Personal information
- Born: Satoshi Kamiyama May 13, 1997 (age 29) Sakai, Ibaraki, Japan
- Height: 1.91 m (6 ft 3 in)
- Weight: 168 kg (370 lb)

Career
- Stable: Takanohana → Tokiwayama
- Record: 271–248
- Debut: March, 2013
- Highest rank: Maegashira 10 (July, 2019)
- Retired: July, 2021
- Championships: 1 (Jūryō)
- Last updated: July 30, 2021

= Takagenji Satoshi =

Japanese sumo wrestler

Takagenji Satoshi (貴源治 賢士) is a Japanese mixed martial artist and former professional sumo wrestler from Ibaraki Prefecture. He made his debut in March 2013 and reached the top makuuchi division in July 2019. He wrestled for the Takanohana and Tokiwayama stables. His highest rank was maegashira 10. He has a twin brother Takanofuji Sanzō who debuted alongside him but was dismissed from sumo in 2019. In July 2021 Takagenji himself was dismissed by the Japan Sumo Association for cannabis use.

==Early life and sumo experience==
He was born in Oyama, Tochigi Prefecture, as a younger brother of an identical twin to a Filipino mother and a Japanese father. He would grow up in Sakai, Ibaraki Prefecture. He was in many sports as a youth such as karate and kickboxing but was particularly good at basketball. In junior high he was ranked third nationally in basketball and was scouted by many top high school basketball programs. Among his rivals was future NBA player Rui Hachimura. Upon his father's request he took up sumo after being introduced to yokozuna Takanohana in the third grade. After junior high he chose to join Takanohana stable along with his brother stating, "I won't make any money in basketball and I would like to continue using my body." The stable already had a set of twins (Takageppo and Takatoshi) making Takanohana stable the first in sumo history to have two sets of twins simultaneously. However, both of the other twins had retired by the end of 2014.

==Career==
Takagenji made his professional debut alongside his brother in March 2013. He steadily rose up the ranks before hitting his first wall upon his promotion to makushita two years later in March 2015. He could manage only three wins at the rank and was immediately demoted back down to sandanme. He proceeded to bounce between the two divisions for a little less than a year before a surprise 6–1 runner-up performance in January 2016 would help to firmly establish him in the makushita division. He fought in this division for a little over a year before on the coattails five kachi-koshi or winning records he achieved 4–3 record at makushita 1 and gained promotion to the jūryō division. His first tournament in jūryō did not pan out as his last year had and he fell flat managing only a 4–11 record and being immediately be demoted back down to the makushita division. This wouldn't last long though as two winning records would send him back up to the sekitori ranks. This time his stay in jūryō was the polar opposite of his first with four straight winning records before getting his first make-koshi or losing record. After the January 2018 tournament, his brother (then known as Takayoshitoshi) was promoted to jūryō also, making them the first twins to be ranked in jūryō simultaneously. Shortly after this his stable was dissolved and he moved to then Chiganoura stable (since renamed) along with his brother. In May 2019 at the rank of jūryō 2 he got a 13–2 winning record taking home the yūshō or championship and guaranteeing his promotion to the top division.
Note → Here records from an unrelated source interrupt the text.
//! Episode/message store: owns the conversation transcript and episode
//! metadata lifecycle.
//!
//! Lifecycle: created(active) → [closed ⇄ resumed] → deleted. At most
//! one episode is active per [`Session`]; starting a new one simply
//! displaces the pointer.

use chrono::Local;
use rusqlite::Connection;
use uuid::Uuid;

use crate::config;
use crate::db::repository::{episode as episode_repo, message as message_repo};
use crate::error::EngineError;
use crate::models::enums::{ExternalTriageLevel, ForWhom, MessageRole};
use crate::models::{Episode, EpisodeUpdate, Message};
use crate::session::Session;

/// Oldest verified human age, used as the validation ceiling.
const MAX_AGE_YEARS: u32 = 130;

/// Manages episode lifecycle and transcript persistence.
pub struct EpisodeStore<'a> {
    conn: &'a Connection,
}
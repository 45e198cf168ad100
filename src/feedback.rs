//! Feedback aggregator: per-message ratings and derived quality
//! signals.

use chrono::Local;
use rusqlite::Connection;
use serde::Serialize;
use uuid::Uuid;

use crate::config;
use crate::db::repository::feedback as feedback_repo;
use crate::error::EngineError;
use crate::models::enums::{FeedbackRating, FeedbackReason};
use crate::models::{FeedbackEntry, FeedbackInput, FeedbackSummary};

/// Record a rating for an assistant message.
///
/// Entries append freely — the data model keeps every submission as an
/// audit record — while the rated check stays boolean. Snippets and
/// custom reasons are truncated so no unbounded free text is persisted.
pub fn submit_feedback(conn: &Connection, input: FeedbackInput) -> Result<FeedbackEntry, EngineError> {
    if input.rating == FeedbackRating::Helpful && input.reason.is_some() {
        return Err(EngineError::invalid("reasons only accompany not_helpful ratings"));
    }
    if input.custom_reason.is_some() && input.reason != Some(FeedbackReason::Other) {
        return Err(EngineError::invalid("custom reason requires reason 'other'"));
    }

    let entry = FeedbackEntry {
        id: Uuid::new_v4(),
        episode_id: input.episode_id,
        message_id: input.message_id,
        rating: input.rating,
        reason: input.reason,
        custom_reason: input
            .custom_reason
            .map(|r| config::truncate_chars(&r, config::SNIPPET_MAX_LEN)),
        message_snippet: input
            .snippet
            .map(|s| config::truncate_chars(&s, config::SNIPPET_MAX_LEN)),
        created_at: Local::now().naive_local(),
    };
    feedback_repo::insert_feedback(conn, &entry)?;
    Ok(entry)
}

pub fn has_rated_message(conn: &Connection, message_id: Uuid) -> Result<bool, EngineError> {
    Ok(feedback_repo::has_rated_message(conn, &message_id)?)
}

/// Aggregate quality signals. helpful_percentage is 0 when there is no
/// feedback at all — never a division by zero.
pub fn feedback_summary(conn: &Connection) -> Result<FeedbackSummary, EngineError> {
    let (total, helpful) = feedback_repo::rating_counts(conn)?;
    let helpful_percentage = if total == 0 {
        0
    } else {
        ((helpful as f64 / total as f64) * 100.0).round() as u8
    };

    Ok(FeedbackSummary {
        total_feedback: total,
        helpful_count: helpful,
        not_helpful_count: total - helpful,
        helpful_percentage,
        reason_breakdown: feedback_repo::reason_breakdown(conn)?,
        recent_feedback: feedback_repo::get_recent_feedback(
            conn,
            config::RECENT_FEEDBACK_LIMIT as u32,
        )?,
    })
}

/// Feedback for one episode, newest first. Deleted episodes keep their
/// feedback: entries are historical records, not owned by the episode.
pub fn feedback_for_episode(conn: &Connection, episode_id: Uuid) -> Result<Vec<FeedbackEntry>, EngineError> {
    Ok(feedback_repo::get_feedback_for_episode(conn, &episode_id)?)
}

pub fn recent_feedback(conn: &Connection, limit: u32) -> Result<Vec<FeedbackEntry>, EngineError> {
    Ok(feedback_repo::get_recent_feedback(conn, limit)?)
}

/// Export document: `{exportedAt, summary, entries}`.
#[derive(Debug, Serialize)]
#[serde(rename_all = "camelCase")]
struct FeedbackExport {
    exported_at: String,
    summary: FeedbackSummary,
    entries: Vec<FeedbackEntry>,
}

pub fn export_feedback_json(conn: &Connection) -> Result<String, EngineError> {
    let export = FeedbackExport {
        exported_at: Local::now()
            .naive_local()
            .format(config::TIMESTAMP_FORMAT)
            .to_string(),
        summary: feedback_summary(conn)?,
        entries: feedback_repo::get_all_feedback(conn)?,
    };
    serde_json::to_string_pretty(&export)
        .map_err(|e| EngineError::invalid(format!("feedback export serialization: {e}")))
}

/// Destructive reset for test/operator tooling.
pub fn clear_all_feedback(conn: &Connection) -> Result<(), EngineError> {
    tracing::warn!("Clearing all feedback entries");
    Ok(feedback_repo::clear_all_feedback(conn)?)
}

#[cfg(test)]
mod tests {
    use super::*;
    use crate::db::open_memory_database;

    fn input(rating: FeedbackRating, reason: Option<FeedbackReason>) -> FeedbackInput {
        FeedbackInput {
            episode_id: Uuid::new_v4(),
            message_id: Uuid::new_v4(),
            rating,
            reason,
            custom_reason: None,
            snippet: Some("Based on what you've shared, it would be best to…".into()),
        }
    }

    #[test]
    fn submit_marks_message_rated() {
        let conn = open_memory_database().unwrap();
        let fb = input(FeedbackRating::Helpful, None);
        let message_id = fb.message_id;

        assert!(!has_rated_message(&conn, message_id).unwrap());
        submit_feedback(&conn, fb).unwrap();
        assert!(has_rated_message(&conn, message_id).unwrap());
    }

    #[test]
    fn rated_check_stays_boolean_across_duplicates() {
        let conn = open_memory_database().unwrap();
        let fb = input(FeedbackRating::Helpful, None);
        let message_id = fb.message_id;

        submit_feedback(&conn, fb.clone()).unwrap();
        submit_feedback(&conn, fb).unwrap();

        assert!(has_rated_message(&conn, message_id).unwrap());
        // Both entries are kept as audit records.
        assert_eq!(feedback_summary(&conn).unwrap().total_feedback, 2);
    }

    #[test]
    fn empty_summary_has_zero_percentage() {
        let conn = open_memory_database().unwrap();
        let summary = feedback_summary(&conn).unwrap();
        assert_eq!(summary.total_feedback, 0);
        assert_eq!(summary.helpful_percentage, 0);
    }

    #[test]
    fn percentage_is_rounded() {
        let conn = open_memory_database().unwrap();
        submit_feedback(&conn, input(FeedbackRating::Helpful, None)).unwrap();
        submit_feedback(&conn, input(FeedbackRating::Helpful, None)).unwrap();
        submit_feedback(&conn, input(FeedbackRating::NotHelpful, Some(FeedbackReason::TooLong))).unwrap();

        let summary = feedback_summary(&conn).unwrap();
        // 2/3 → 66.67 → 67
        assert_eq!(summary.helpful_percentage, 67);
        assert_eq!(summary.helpful_count, 2);
        assert_eq!(summary.not_helpful_count, 1);
    }

    #[test]
    fn reason_breakdown_counts_per_variant() {
        let conn = open_memory_database().unwrap();
        submit_feedback(&conn, input(FeedbackRating::NotHelpful, Some(FeedbackReason::TooLong))).unwrap();
        submit_feedback(&conn, input(FeedbackRating::NotHelpful, Some(FeedbackReason::TooLong))).unwrap();
        submit_feedback(&conn, input(FeedbackRating::NotHelpful, Some(FeedbackReason::FeltUnsafe))).unwrap();

        let breakdown = feedback_summary(&conn).unwrap().reason_breakdown;
        assert_eq!(breakdown.too_long, 2);
        assert_eq!(breakdown.felt_unsafe, 1);
        assert_eq!(breakdown.didnt_answer, 0);
        assert_eq!(breakdown.other, 0);
    }

    #[test]
    fn helpful_rating_rejects_a_reason() {
        let conn = open_memory_database().unwrap();
        let result = submit_feedback(&conn, input(FeedbackRating::Helpful, Some(FeedbackReason::TooLong)));
        assert!(matches!(result, Err(EngineError::InvalidInput(_))));
    }

    #[test]
    fn custom_reason_requires_other() {
        let conn = open_memory_database().unwrap();
        let mut fb = input(FeedbackRating::NotHelpful, Some(FeedbackReason::TooLong));
        fb.custom_reason = Some("rambling".into());
        assert!(submit_feedback(&conn, fb).is_err());

        let mut fb = input(FeedbackRating::NotHelpful, Some(FeedbackReason::Other));
        fb.custom_reason = Some("rambling".into());
        assert!(submit_feedback(&conn, fb).is_ok());
    }

    #[test]
    fn snippet_is_truncated() {
        let conn = open_memory_database().unwrap();
        let mut fb = input(FeedbackRating::Helpful, None);
        fb.snippet = Some("x".repeat(500));

        let entry = submit_feedback(&conn, fb).unwrap();
        let snippet = entry.message_snippet.unwrap();
        assert!(snippet.chars().count() <= crate::config::SNIPPET_MAX_LEN);
    }

    #[test]
    fn feedback_for_episode_filters_and_sorts() {
        let conn = open_memory_database().unwrap();
        let episode_id = Uuid::new_v4();

        let mut a = input(FeedbackRating::Helpful, None);
        a.episode_id = episode_id;
        submit_feedback(&conn, a).unwrap();
        submit_feedback(&conn, input(FeedbackRating::Helpful, None)).unwrap();

        let entries = feedback_for_episode(&conn, episode_id).unwrap();
        assert_eq!(entries.len(), 1);
        assert_eq!(entries[0].episode_id, episode_id);
    }

    #[test]
    fn export_has_contract_fields() {
        let conn = open_memory_database().unwrap();
        submit_feedback(&conn, input(FeedbackRating::Helpful, None)).unwrap();

        let json = export_feedback_json(&conn).unwrap();
        let value: serde_json::Value = serde_json::from_str(&json).unwrap();
        assert!(value.get("exportedAt").is_some());
        assert!(value.get("summary").is_some());
        assert!(value["entries"].as_array().unwrap().len() == 1);
        assert!(value["summary"].get("helpfulPercentage").is_some());
        assert!(value["summary"]["reasonBreakdown"].get("tooLong").is_some());
    }

    #[test]
    fn clear_removes_everything() {
        let conn = open_memory_database().unwrap();
        submit_feedback(&conn, input(FeedbackRating::Helpful, None)).unwrap();
        clear_all_feedback(&conn).unwrap();
        assert_eq!(feedback_summary(&conn).unwrap().total_feedback, 0);
    }
}
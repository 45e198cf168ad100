use crate::db::DatabaseError;
use serde::{Deserialize, Serialize};

/// Macro to generate enum with as_str + std::str::FromStr pattern
macro_rules! str_enum {
    ($name:ident { $($variant:ident => $s:literal),+ $(,)? }) => {
        #[derive(Debug, Clone, Copy, PartialEq, Eq, Serialize, Deserialize)]
        #[serde(rename_all = "snake_case")]
        pub enum $name {
            $($variant),+
        }

        impl $name {
            pub fn as_str(&self) -> &'static str {
                match self {
                    $(Self::$variant => $s),+
                }
            }
        }

        impl std::str::FromStr for $name {
            type Err = DatabaseError;

            fn from_str(s: &str) -> Result<Self, Self::Err> {
                match s {
                    $($s => Ok(Self::$variant)),+,
                    _ => Err(DatabaseError::InvalidEnum {
                        field: stringify!($name).into(),
                        value: s.into(),
                    }),
                }
            }
        }
    };
}

str_enum!(MessageRole {
    User => "user",
    Assistant => "assistant",
});

str_enum!(ForWhom {
    Myself => "self",
    FamilyMember => "family_member",
});

/// Fine-grained urgency classification used for internal reasoning.
/// Never shown to users directly — see [`ExternalTriageLevel`].
str_enum!(InternalTriageLevel {
    Emergency => "emergency",
    Urgent => "urgent",
    Soon => "soon",
    NonUrgent => "non_urgent",
    Monitor => "monitor",
    SelfCare => "self_care",
});

/// The restricted urgency vocabulary surfaced to users. Narrower than
/// the internal scale on purpose: overly granular labels read as false
/// reassurance.
str_enum!(ExternalTriageLevel {
    Emergency => "emergency",
    Urgent => "urgent",
    Soon => "soon",
    SelfCare => "self_care",
});

str_enum!(FeedbackRating {
    Helpful => "helpful",
    NotHelpful => "not_helpful",
});

str_enum!(FeedbackReason {
    TooLong => "too_long",
    DidntAnswer => "didnt_answer",
    FeltUnsafe => "felt_unsafe",
    Other => "other",
});

str_enum!(MemoryCategory {
    Allergy => "allergy",
    Condition => "condition",
    Medication => "medication",
    Preference => "preference",
    Trigger => "trigger",
});

str_enum!(MemoryConfidence {
    Low => "low",
    Medium => "medium",
    High => "high",
});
Takagenji made his makuuchi debut in July 2019 at the rank of maegashira 10. He made a promising start by winning four of his first five matches but then lost ten in a row to finish on 4–11. The same score of 4–11 in the September tournament from the very bottom rank of maegashira 17 saw him demoted to jūryō for November 2019. Further losing records saw him demoted to makushita for the September 2020 tournament, but he returned to jūryō after just one tournament.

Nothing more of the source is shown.